Open AccessEvolutionary and biogeographical implications of degraded LAGLIDADG endonuclease functionality and group I intron occurrence in stony corals (Scleractinia) and mushroom corals (Corallimorpharia)
Author(s) -
Juan Sebastián Celis,
David R. Edgell,
Björn Stelbrink,
Daniel Wibberg,
Torsten Hauffe,
Jochen Blom,
Jörn Kalinowski,
Thomas Wilke
Publication year - 2017
Publication title -
plos one
Language(s) - English
Resource type - Journals
SCImago Journal Rank - 0.99
H-Index - 332
ISSN - 1932-6203
DOI - 10.1371/journal.pone.0173734
Subject(s) - biology , intron , homing endonuclease , group i catalytic intron , scleractinia , group ii intron , evolutionary biology , genetics , horizontal gene transfer , phylogenetics , ribozyme , gene , ecology , rna , coral , cnidaria , rna splicing
Group I introns and homing endonuclease genes (HEGs) are mobile genetic elements, capable of invading target sequences in intron-less genomes. LAGLIDADG HEGs are the largest family of endonucleases, playing a key role in the mobility of group I introns in a process known as ‘homing’. Group I introns and HEGs are rare in metazoans, and can be mainly found inserted in the COXI gene of some sponges and cnidarians, including stony corals (Scleractinia) and mushroom corals (Corallimorpharia). Vertical and horizontal intron transfer mechanisms have been proposed as explanations for intron occurrence in cnidarians. However, the central role of LAGLIDADG motifs in intron mobility mechanisms remains poorly understood. To resolve questions regarding the evolutionary origin and distribution of group I introns and HEGs in Scleractinia and Corallimorpharia, we examined intron/HEGs sequences within a comprehensive phylogenetic framework. Analyses of LAGLIDADG motif conservation showed a high degree of degradation in complex Scleractinia and Corallimorpharia.

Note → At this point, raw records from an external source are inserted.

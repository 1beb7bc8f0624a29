//! Session lifecycle management.
//!
//! A `Listener` produces the event stream and owns at most one active
//! capture session. `start` runs a session to completion on the calling thread;
//! `stop` may be called from any other thread to end it.

use std::sync::{Arc, Mutex, MutexGuard, PoisonError};
use std::thread::{self, JoinHandle};

use tokio::sync::{mpsc, oneshot};
use tracing::{error, info};

use crate::capture::{CaptureOptions, CaptureSession, PacketCapture, PnetCapture, SessionEnd};
use crate::config::ListenerConfig;
use crate::domain::ProtocolEvent;
use crate::error::CaptureError;
use crate::stream::EventStream;

/// Lifecycle state of the listener's current session.
#[derive(Debug, Clone, Copy, PartialEq, Eq)]
pub enum SessionState {
    Idle,
    Opening,
    Listening,
    Stopping,
}

struct ActiveSession {
    id: u64,
    interface: String,
    state: SessionState,
    stop: Option<oneshot::Sender<()>>,
}

struct Slot {
    next_id: u64,
    active: Option<ActiveSession>,
    events: Option<mpsc::Sender<ProtocolEvent>>,
}

/// Starts and stops capture sessions, one at a time.
pub struct Listener {
    capture: Arc<dyn PacketCapture>,
    options: CaptureOptions,
    slot: Mutex<Slot>,
    events: Mutex<Option<EventStream>>,
}

impl Listener {
    /// Create a listener on the given capture backend.
    pub fn new(capture: impl PacketCapture + 'static, config: &ListenerConfig) -> Self {
        Self::with_backend(Arc::new(capture), config)
    }

    fn with_backend(capture: Arc<dyn PacketCapture>, config: &ListenerConfig) -> Self {
        let (tx, rx) = mpsc::channel(config.channel_capacity.max(1));

        Self {
            capture,
            options: config.capture_options(),
            slot: Mutex::new(Slot {
                next_id: 0,
                active: None,
                events: Some(tx),
            }),
            events: Mutex::new(Some(EventStream::new(rx))),
        }
    }

    /// Create a listener capturing live traffic through pnet.
    pub fn with_pnet(config: &ListenerConfig) -> Self {
        Self::new(PnetCapture::new(), config)
    }

    /// Take the consumer handle for detected events.
    ///
    /// Returns `None` after the first call; clone the handle for more
    /// consumers. Once every handle is dropped the running session ends
    /// with `SessionEnd::StreamClosed`.
    pub fn take_events(&self) -> Option<EventStream> {
        self.events
            .lock()
            .unwrap_or_else(PoisonError::into_inner)
            .take()
    }

    pub fn state(&self) -> SessionState {
        self.lock_slot()
            .active
            .as_ref()
            .map_or(SessionState::Idle, |active| active.state)
    }

    /// Interface of the current session, if any.
    pub fn active_interface(&self) -> Option<String> {
        self.lock_slot()
            .active
            .as_ref()
            .map(|active| active.interface.clone())
    }

    /// Capture on `interface` until stopped.
    ///
    /// Blocks for the whole session, so callers run it on a dedicated thread
    /// (see `spawn`). Fails with `AlreadyRunning` while another session
    /// holds the slot, including one whose stop is still pending, and with
    /// the open error if the capture cannot be opened.
    pub fn start(&self, interface: &str) -> Result<SessionEnd, CaptureError> {
        let (id, stop_rx, events) = self.claim(interface)?;

        info!("Opening capture on {}", interface);
        let receiver = match self.capture.open(interface, &self.options) {
            Ok(receiver) => receiver,
            Err(e) => {
                error!("Error opening interface {}: {}", interface, e);
                self.release(id);
                return Err(e);
            }
        };

        {
            let mut slot = self.lock_slot();
            if let Some(active) = slot.active.as_mut().filter(|active| active.id == id) {
                if active.state == SessionState::Opening {
                    active.state = SessionState::Listening;
                }
            }
        }

        let end = CaptureSession::new(interface, receiver, events, stop_rx).run();
        self.release(id);
        Ok(end)
    }

    /// Run `start` on a new worker thread.
    pub fn spawn(
        self: &Arc<Self>,
        interface: impl Into<String>,
    ) -> JoinHandle<Result<SessionEnd, CaptureError>> {
        let listener = Arc::clone(self);
        let interface = interface.into();
        thread::spawn(move || listener.start(&interface))
    }

    /// Ask the current session to stop.
    ///
    /// A no-op when idle or when a stop is already pending. The session
    /// notices the request after its next read returns.
    pub fn stop(&self) {
        let mut slot = self.lock_slot();
        let Some(active) = slot.active.as_mut() else {
            return;
        };

        if matches!(active.state, SessionState::Opening | SessionState::Listening) {
            if let Some(stop) = active.stop.take() {
                let _ = stop.send(());
            }
            active.state = SessionState::Stopping;
            info!("Stop requested for capture on {}", active.interface);
        }
    }

    /// Stop any session and refuse new ones.
    ///
    /// The event stream closes once the last running session has exited
    /// and its buffered events have been consumed.
    pub fn shutdown(&self) {
        self.stop();
        self.lock_slot().events = None;
    }

    fn claim(
        &self,
        interface: &str,
    ) -> Result<(u64, oneshot::Receiver<()>, mpsc::Sender<ProtocolEvent>), CaptureError> {
        let mut slot = self.lock_slot();

        // A Stopping session still holds its handle until its next read
        if slot.active.is_some() {
            return Err(CaptureError::AlreadyRunning);
        }

        let events = slot.events.clone().ok_or(CaptureError::ListenerClosed)?;
        let (stop_tx, stop_rx) = oneshot::channel();

        let id = slot.next_id;
        slot.next_id += 1;
        slot.active = Some(ActiveSession {
            id,
            interface: interface.to_string(),
            state: SessionState::Opening,
            stop: Some(stop_tx),
        });

        Ok((id, stop_rx, events))
    }

    /// Clear the slot, but only if it still belongs to session `id`.
    fn release(&self, id: u64) {
        let mut slot = self.lock_slot();
        if slot.active.as_ref().is_some_and(|active| active.id == id) {
            slot.active = None;
        }
    }

    fn lock_slot(&self) -> MutexGuard<'_, Slot> {
        self.slot.lock().unwrap_or_else(PoisonError::into_inner)
    }
}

Moreover, the two motifs lack the respective acidic residues necessary for metal-ion binding and catalysis, potentially impairing horizontal intron mobility. In contrast, both motifs are highly conserved within robust Scleractinia, indicating a fully functional endonuclease capable of promoting horizontal intron transference. A higher rate of non-synonymous substitutions (K a ) detected in the HEGs of complex Scleractinia and Corallimorpharia suggests degradation of the HEG, whereas lower K a rates in robust Scleractinia are consistent with a scenario of purifying selection. Molecular-clock analyses and ancestral inference of intron type indicated an earlier intron insertion in complex Scleractinia and Corallimorpharia in comparison to robust Scleractinia. These findings suggest that the lack of horizontal intron transfers in the former two groups is related to an age-dependent degradation of the endonuclease activity. Moreover, they also explain the peculiar geographical patterns of introns in stony and mushroom corals.